悪化する原因は何か一つだけということではなく、乾燥、ダニやハウスダストなど、様々な要因が重なり合っていることが少なくありません。アトピー性皮膚炎を完全に、短期間で治すことはできませんが、根気よく正しいスキンケアと治療を行うことで、症状をコントロールすることはできます。
適切に保湿をするなどのスキンケアでも湿疹が良くならない場合は炎症を抑えるような外用薬が必要になってきます。ステロイド薬、プロトピック軟膏、コレクチム軟膏を症状に応じて処方させていただきます。
手足口病
ウイルスの感染により、手のひら、足の裏、口の中に発疹や水疱ができ、痛みを伴います。生後6か月くらいから4~5歳ころの乳幼児に多く、夏期に流行します。感染経路は飛沫感染や接触感染、便から排泄されたウイルスが手に付着する経口感染です。
潜伏期間は3~5日です。発熱は1/3程度にみられます。特別な治療はなく、対症療法になります。
まれに髄膜炎や脳炎など中枢神経系の合併症などが起こる場合があるので、高熱が続く、嘔吐する、頭を痛がるなどの症状がみられた場合は、すぐに医療機関を受診してください。
とびひ(伝染性膿痂疹)
初夏から夏にかけてよくみられます。
湿疹部位や虫刺され部位の搔き壊したところに細菌が感染し、水疱や発赤、びらんなどができます。かゆみが強く、掻きむしることで水疱内用液がついたところに広がります。治療は抗生剤を内服し、患部を清潔にして抗生剤入り軟膏を塗布しガーゼなどで保護をします。プールは治るまではお休みしてください。
水痘(水ぼうそう)
水痘・帯状疱疹ウイルスが咳やくしゃみで飛び散り、それを吸い込んだり(飛沫感染)、水疱が破れて出てきた液に触ったりする(接触感染)ことで起こります。37~38度程度の発熱とともに、赤い小さな発疹が現れます。
発疹は、水が入ってふくらんだ水疱になり、かゆみが強くなります。水疱は2~3日でしぼみ、黒褐色のかさぶたになり、1週間程度で治ります。
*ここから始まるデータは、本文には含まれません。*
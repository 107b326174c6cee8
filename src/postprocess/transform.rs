/// Detection coordinate transformation between model-input, original-image and display space.
///
/// The model only ever sees the padded square, so every box it returns is in that space. Reaching
/// another space means removing the model padding first, then re-deriving how the same original image
/// is centered in the destination box. The display placement is recomputed on every call because the
/// rendered size changes between renders.

use super::detection::{BBox, Detection};
use crate::preprocess::letterbox::{compute_placement, LetterboxMetadata, Placement};
use serde::{Deserialize, Serialize};

/// Rendered size of the image element at the moment a transform is requested.
#[derive(Debug, Clone, Copy, PartialEq, Serialize, Deserialize)]
#[serde(rename_all = "camelCase")]
pub struct DisplayContext {
    pub display_width: f64,
    pub display_height: f64,
}

impl DisplayContext {
    pub fn new(display_width: f64, display_height: f64) -> Self {
        Self {
            display_width,
            display_height,
        }
    }

    /// Parse `WIDTHxHEIGHT`, e.g. `800x450`.
    pub fn parse(value: &str) -> Option<Self> {
        let (w, h) = value.trim().split_once(['x', 'X'])?;
        let width: f64 = w.trim().parse().ok()?;
        let height: f64 = h.trim().parse().ok()?;
        (width > 0.0 && height > 0.0).then(|| Self::new(width, height))
    }

    fn placement(&self, meta: &LetterboxMetadata) -> Placement {
        compute_placement(
            meta.original_width as f64,
            meta.original_height as f64,
            self.display_width,
            self.display_height,
        )
    }
}

/// Remove the letterbox padding offset. No rescale: the result is in scaled-original units
/// (`target_width x target_height`), see `scale_to_original`.
pub fn model_to_original(bbox: BBox, meta: &LetterboxMetadata) -> BBox {
    [
        bbox[0] - meta.offset_x,
        bbox[1] - meta.offset_y,
        bbox[2] - meta.offset_x,
        bbox[3] - meta.offset_y,
    ]
}

/// Rescale an unpadded box from the `target_width x target_height` region to original pixels.
pub fn scale_to_original(bbox: BBox, meta: &LetterboxMetadata) -> BBox {
    let sx = meta.original_width as f64 / meta.target_width;
    let sy = meta.original_height as f64 / meta.target_height;
    [bbox[0] * sx, bbox[1] * sy, bbox[2] * sx, bbox[3] * sy]
}

/// Model-input space straight to true original-image pixels.
pub fn model_to_original_pixels(bbox: BBox, meta: &LetterboxMetadata) -> BBox {
    scale_to_original(model_to_original(bbox, meta), meta)
}

/// Model-input space to display space in a single fused step.
///
/// Do not combine with `scale_to_original`: the scale here already goes from the model's scaled
/// region to the display's scaled region.
pub fn model_to_display(bbox: BBox, meta: &LetterboxMetadata, display: &DisplayContext) -> BBox {
    let adjusted = model_to_original(bbox, meta);
    let placement = display.placement(meta);

    let scale_x = placement.scaled_width / meta.target_width;
    let scale_y = placement.scaled_height / meta.target_height;

    [
        adjusted[0] * scale_x + placement.offset_x,
        adjusted[1] * scale_y + placement.offset_y,
        adjusted[2] * scale_x + placement.offset_x,
        adjusted[3] * scale_y + placement.offset_y,
    ]
}

/// Inverse of `model_to_display` for the same metadata and display size.
pub fn display_to_model(bbox: BBox, meta: &LetterboxMetadata, display: &DisplayContext) -> BBox {
    let placement = display.placement(meta);

    let scale_x = meta.target_width / placement.scaled_width;
    let scale_y = meta.target_height / placement.scaled_height;

    [
        (bbox[0] - placement.offset_x) * scale_x + meta.offset_x,
        (bbox[1] - placement.offset_y) * scale_y + meta.offset_y,
        (bbox[2] - placement.offset_x) * scale_x + meta.offset_x,
        (bbox[3] - placement.offset_y) * scale_y + meta.offset_y,
    ]
}

/// Map model-space detections into display space. Without a display they stay in model space untouched.
pub fn transform_detections(
    detections: Vec<Detection>,
    meta: &LetterboxMetadata,
    display: Option<&DisplayContext>,
) -> Vec<Detection> {
    let Some(display) = display else {
        return detections;
    };

    detections
        .into_iter()
        .map(|det| Detection {
            bbox: model_to_display(det.bbox, meta, display),
            ..det
        })
        .collect()
}
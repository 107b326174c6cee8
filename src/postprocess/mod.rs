pub mod detection;
pub mod transform;

pub use detection::{Detection, ImageSize, PredictionResult};
pub use transform::{
    display_to_model, model_to_display, model_to_original, model_to_original_pixels, scale_to_original,
    transform_detections, DisplayContext,
};
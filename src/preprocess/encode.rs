/// Canvas serialization: JPEG for transport, PNG for annotated output, `data:` URLs for the caller.

use crate::error::AppError;
use base64::{engine::general_purpose::STANDARD as BASE64, Engine as _};
use image::codecs::jpeg::JpegEncoder;
use image::{ImageFormat, RgbImage};
use std::io::Cursor;

pub const JPEG_MIME: &str = "image/jpeg";
pub const PNG_MIME: &str = "image/png";

pub fn encode_jpeg(image: &RgbImage, quality: u8) -> Result<Vec<u8>, AppError> {
    let mut buf = Vec::new();
    JpegEncoder::new_with_quality(&mut buf, quality.clamp(1, 100))
        .encode_image(image)
        .map_err(|e| AppError::Encode(format!("JPEG: {e}")))?;
    Ok(buf)
}

pub fn encode_png(image: &RgbImage) -> Result<Vec<u8>, AppError> {
    let mut buf = Cursor::new(Vec::new());
    image
        .write_to(&mut buf, ImageFormat::Png)
        .map_err(|e| AppError::Encode(format!("PNG: {e}")))?;
    Ok(buf.into_inner())
}

pub fn to_data_url(mime: &str, bytes: &[u8]) -> String {
    format!("data:{mime};base64,{}", BASE64.encode(bytes))
}

/// Split a base64 `data:` URL into its MIME type and raw bytes.
pub fn decode_data_url(url: &str) -> Result<(String, Vec<u8>), AppError> {
    let rest = url
        .strip_prefix("data:")
        .ok_or_else(|| AppError::InvalidResponse("not a data URL".to_string()))?;
    let (header, payload) = rest
        .split_once(',')
        .ok_or_else(|| AppError::InvalidResponse("data URL has no payload".to_string()))?;
    let mime = header
        .strip_suffix(";base64")
        .ok_or_else(|| AppError::InvalidResponse("data URL is not base64".to_string()))?;
    let bytes = BASE64
        .decode(payload.trim())
        .map_err(|e| AppError::InvalidResponse(format!("data URL payload: {e}")))?;
    Ok((mime.to_string(), bytes))
}

/// File extension for a MIME type produced by the service or the fallback renderer.
pub fn extension_for(mime: &str) -> &'static str {
    match mime {
        PNG_MIME => "png",
        "image/webp" => "webp",
        _ => "jpg",
    }
}
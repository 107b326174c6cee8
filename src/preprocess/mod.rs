/// Image preparation for the remote model: decode, letterbox to a square canvas, encode.

pub mod decode;
pub mod encode;
pub mod letterbox;

pub use decode::{decode_image, DecodedImage};
pub use letterbox::{compute_placement, letterbox, preprocess, LetterboxMetadata, Placement, PreprocessedImage};
//! The template loader: one compilation job per template.
//!
//! A job runs these steps:
//!
//! 1. serve the module from the on-disk cache when a fresh entry exists
//! 2. check that the template runtime matches the compiler revision
//! 3. seed the [`KnownHelperSet`](crate::symbols::KnownHelperSet) with builtin
//!    and configured helpers, and scan helper directories (once per build)
//! 4. run the [`FixedPointCompiler`] until no new symbol resolves
//! 5. wrap the compiled code with the [`Emitter`] and store it in the cache
//!
//! Jobs of one build share a [`BuildCache`] so helpers found for one template
//! are not searched for again.
//!
//! # Examples
//!
//! ```rust,no_run
//! use hbs_loader::config::{LoaderConfig, LoaderOptions};
//! use hbs_loader::loader::Loader;
//! use hbs_loader::symbols::BuildCache;
//! use std::path::Path;
//! use std::sync::Arc;
//!
//! # async fn example() -> anyhow::Result<()> {
//! let options = LoaderOptions::from_query("?helperDirs[]=./src/helpers")?;
//! let config = LoaderConfig::from_options(&options)?;
//! let loader = Loader::new(config, Arc::new(BuildCache::new()));
//!
//! let output = loader.load_file(Path::new("src/views/page.hbs")).await?;
//! println!("{}", output.module);
//! # Ok(())
//! # }
//! ```

pub mod emitter;
pub mod fixed_point;
pub mod hook;

use crate::cache::TemplateCache;
use crate::compiler::{HandlebarsCompiler, TemplateCompiler};
use crate::config::LoaderConfig;
use crate::core::LoaderError;
use crate::resolver::{FsModuleResolver, ModuleResolver, Resolver, scan_helper_dirs};
use crate::symbols::BuildCache;
use crate::utils::normalize_path_for_storage;
use regex::Regex;
use std::path::{Path, PathBuf};
use std::sync::Arc;
use tracing::{debug, info, warn};

pub use emitter::{BLANK_MODULE, Emitter};
pub use fixed_point::{FixedPointCompiler, LoopOutcome, LoopState};
pub use hook::LoaderHooks;

/// Result of one compilation job.
#[derive(Debug, Clone, PartialEq, Eq)]
pub struct LoadOutput {
    /// Module source handed to the build tool
    pub module: String,
    /// Files the module loads (resolved partials and helpers)
    pub dependencies: Vec<PathBuf>,
    /// Compile passes performed; `0` for a cache hit
    pub passes: usize,
    pub from_cache: bool,
}

pub struct Loader<R: ModuleResolver = FsModuleResolver, C: TemplateCompiler = HandlebarsCompiler> {
    config: LoaderConfig,
    build: Arc<BuildCache>,
    compiler: C,
    module_resolver: R,
    emitter: Emitter,
    cache: Option<TemplateCache>,
}

impl Loader {
    /// A loader with the built-in compiler and file system resolution.
    pub fn new(config: LoaderConfig, build: Arc<BuildCache>) -> Self {
        let module_resolver =
            FsModuleResolver::new().with_module_directories(config.module_directories.clone());
        Self::with_parts(config, build, HandlebarsCompiler::new(), module_resolver)
    }
}

impl<R: ModuleResolver, C: TemplateCompiler> Loader<R, C> {
    pub fn with_parts(config: LoaderConfig, build: Arc<BuildCache>, compiler: C, module_resolver: R) -> Self {
        let emitter = Emitter::new(&config);
        let cache = config.cache_dir.clone().map(TemplateCache::new);
        Self {
            config,
            build,
            compiler,
            module_resolver,
            emitter,
            cache,
        }
    }

    #[must_use]
    pub fn config(&self) -> &LoaderConfig {
        &self.config
    }

    #[must_use]
    pub fn build_cache(&self) -> &Arc<BuildCache> {
        &self.build
    }

    /// Read and compile the template at `resource_path`.
    pub async fn load_file(&self, resource_path: &Path) -> Result<LoadOutput, LoaderError> {
        let source = tokio::fs::read_to_string(resource_path).await.map_err(|e| {
            LoaderError::FileSystemError {
                operation: format!("reading template ({e})"),
                path: resource_path.display().to_string(),
            }
        })?;
        self.load(&source, resource_path).await
    }

    /// Compile `source`, treating `resource_path` as its location.
    ///
    /// Relative partial and helper names resolve against the directory of
    /// `resource_path`.
    pub async fn load(&self, source: &str, resource_path: &Path) -> Result<LoadOutput, LoaderError> {
        let template_name = normalize_path_for_storage(resource_path);

        if let Some(cache) = &self.cache {
            match cache.lookup(resource_path) {
                Ok(Some(module)) => {
                    info!("Fetched HBS slug from cache: {}", template_name);
                    return Ok(LoadOutput {
                        module,
                        dependencies: Vec::new(),
                        passes: 0,
                        from_cache: true,
                    });
                }
                Ok(None) => {}
                Err(e) => warn!("Ignoring unreadable cache entry for {}: {}", template_name, e),
            }
        }

        self.check_runtime_version().await?;
        self.seed_known_helpers().await;

        let template_dir = resource_path.parent().map_or_else(|| PathBuf::from("."), Path::to_path_buf);
        let resolver = Resolver::new(&self.module_resolver, &self.config, template_dir);
        let outcome = FixedPointCompiler::new(
            &self.compiler,
            resolver,
            &self.build,
            &self.config,
            template_name.clone(),
        )
        .run(source)
        .await?;

        let module = self.emitter.emit(&outcome.code, resource_path);

        if let Some(cache) = &self.cache {
            let entry = cache.store(resource_path, &module)?;
            debug!("Cached {} as {}", template_name, entry.display());
        }

        Ok(LoadOutput {
            module,
            dependencies: outcome.table.dependencies(),
            passes: outcome.passes,
            from_cache: false,
        })
    }

    async fn seed_known_helpers(&self) {
        let known = self.build.known_helpers();
        for name in self.compiler.builtin_helpers() {
            known.insert(name);
        }
        for name in &self.config.known_helpers {
            known.insert(name);
        }
        let registered =
            scan_helper_dirs(&self.config.helper_dirs, &self.config.helper_extension, &self.build).await;
        if registered > 0 {
            debug!("Registered {} helper(s) from helper directories", registered);
        }
    }

    /// Compare the compiler revision with the one an overridden runtime
    /// declares. The default runtime always matches.
    async fn check_runtime_version(&self) -> Result<(), LoaderError> {
        let Some(runtime) = &self.config.runtime else {
            return Ok(());
        };
        let content = match tokio::fs::read_to_string(runtime).await {
            Ok(content) => content,
            Err(e) => {
                debug!("Runtime {} is not a readable file ({}); skipping version check", runtime, e);
                return Ok(());
            }
        };

        let Some(revision) = declared_revision(&content) else {
            debug!("Runtime {} declares no COMPILER_REVISION", runtime);
            return Ok(());
        };
        if revision != self.compiler.revision() {
            return Err(LoaderError::VersionMismatch {
                compiler: self.compiler.revision(),
                runtime: revision,
                runtime_path: runtime.clone(),
            });
        }
        Ok(())
    }
}

/// The `COMPILER_REVISION = N` value declared in runtime source.
fn declared_revision(source: &str) -> Option<u32> {
    let pattern = Regex::new(r"COMPILER_REVISION\s*=\s*(\d+)").ok()?;
    pattern.captures(source)?.get(1)?.as_str().parse().ok()
}

#[cfg(test)]
mod tests {
    use super::*;
    use crate::config::LoaderOptions;
    use std::fs;
    use tempfile::TempDir;

    fn loader(options: LoaderOptions) -> Loader {
        Loader::new(LoaderConfig::from_options(&options).unwrap(), Arc::new(BuildCache::new()))
    }

    #[test]
    fn test_declared_revision() {
        assert_eq!(declared_revision("var COMPILER_REVISION = 8;"), Some(8));
        assert_eq!(declared_revision("exports.COMPILER_REVISION=7"), Some(7));
        assert_eq!(declared_revision("nothing here"), None);
    }

    #[tokio::test]
    async fn test_version_mismatch_is_fatal() {
        let temp = TempDir::new().unwrap();
        let runtime = temp.path().join("runtime.js");
        fs::write(&runtime, "var COMPILER_REVISION = 7;").unwrap();

        let loader = loader(LoaderOptions {
            runtime: Some(runtime.to_string_lossy().into_owned()),
            ..Default::default()
        });
        let err = loader.load("<p></p>", &temp.path().join("a.hbs")).await.unwrap_err();
        assert!(matches!(err, LoaderError::VersionMismatch { compiler: 8, runtime: 7, .. }));
    }

    #[tokio::test]
    async fn test_matching_runtime_is_used_in_module() {
        let temp = TempDir::new().unwrap();
        let runtime = temp.path().join("runtime.js");
        fs::write(&runtime, "var COMPILER_REVISION = 8;").unwrap();
        let runtime = runtime.to_string_lossy().into_owned();

        let loader = loader(LoaderOptions {
            runtime: Some(runtime.clone()),
            ..Default::default()
        });
        let output = loader.load("<p></p>", &temp.path().join("a.hbs")).await.unwrap();
        assert!(output.module.starts_with(&format!("var Handlebars = require({runtime:?});")));
    }

    #[tokio::test]
    async fn test_builtins_are_seeded() {
        let temp = TempDir::new().unwrap();
        let loader = loader(LoaderOptions {
            known_helpers: Some(crate::config::StringList::One("t".to_string())),
            ..Default::default()
        });
        loader.load("x", &temp.path().join("a.hbs")).await.unwrap();
        let known = loader.build_cache().known_helpers();
        assert!(known.contains("each"));
        assert!(known.contains("t"));
    }

    #[tokio::test]
    async fn test_blank_source() {
        let temp = TempDir::new().unwrap();
        let output = loader(LoaderOptions::default()).load("", &temp.path().join("a.hbs")).await.unwrap();
        assert_eq!(output.module, BLANK_MODULE);
        assert!(output.dependencies.is_empty());
    }

    #[tokio::test]
    async fn test_load_file_missing() {
        let temp = TempDir::new().unwrap();
        let err = loader(LoaderOptions::default()).load_file(&temp.path().join("nope.hbs")).await.unwrap_err();
        assert!(matches!(err, LoaderError::FileSystemError { .. }));
    }
}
治療にはウイルスの増殖を抑える治療と、発熱やかゆみなどの症状を緩和する治療があります。軽度から重度まで患者様によって様々な症状が現れるので、医師の判断のもと適切な治療を受けましょう。
なお、水ぼうそうは学校保健安全法で、すべての発疹がかさぶたになるまで登校を停止するように決まっています。
水いぼ
伝染性軟属腫ウイルスの感染によるもので、小児に多いです。皮膚の接触で感染しプールなどで広がります。治療をしなくても半年から2年ほどで自然に治ると言われています。
ただその間に広がることも多いので、ピンセットで摘除して治療をします。摘除には痛みを伴うので、ご希望の方には麻酔テープ(ペンレステープ)を事前に貼付します。また、銀イオンが配合され抗ウイルス効果のある水いぼクリーム(M-BF CREAM)の処方もしています(1本2,200円)。
いぼ(尋常性疣贅)
シラミ症(アタマジラミ)
小学校低学年までのお子様に多くみられ、シラミが頭髪に棲みつくことで発症します。シラミは頭皮から吸血し、吸血された部分がかゆくなります。そのため頭を掻いて湿疹が生じたり、髪の毛にフケのようなもの(シラミの虫卵)が増えたりします。
シラミの成虫は動きが早く見つけにくいため、髪に付着している虫卵を探しましょう。虫卵は指で摘まんでも毛髪にくっついて取りにくく、楕円形、乳白色、光沢がある、といった特徴があります。このような物体を見つけたらシラミを疑ってください。治療ではシラミ駆除薬のシャンプーを使用します。髪を櫛でとかすことも有効です。
シラミは頭と頭の接触や寝具、帽子、タオル、ブラシなどでうつる場合が多く注意が必要です。これらの物は、専用のものを使用し、共用を避けるようにしましょう。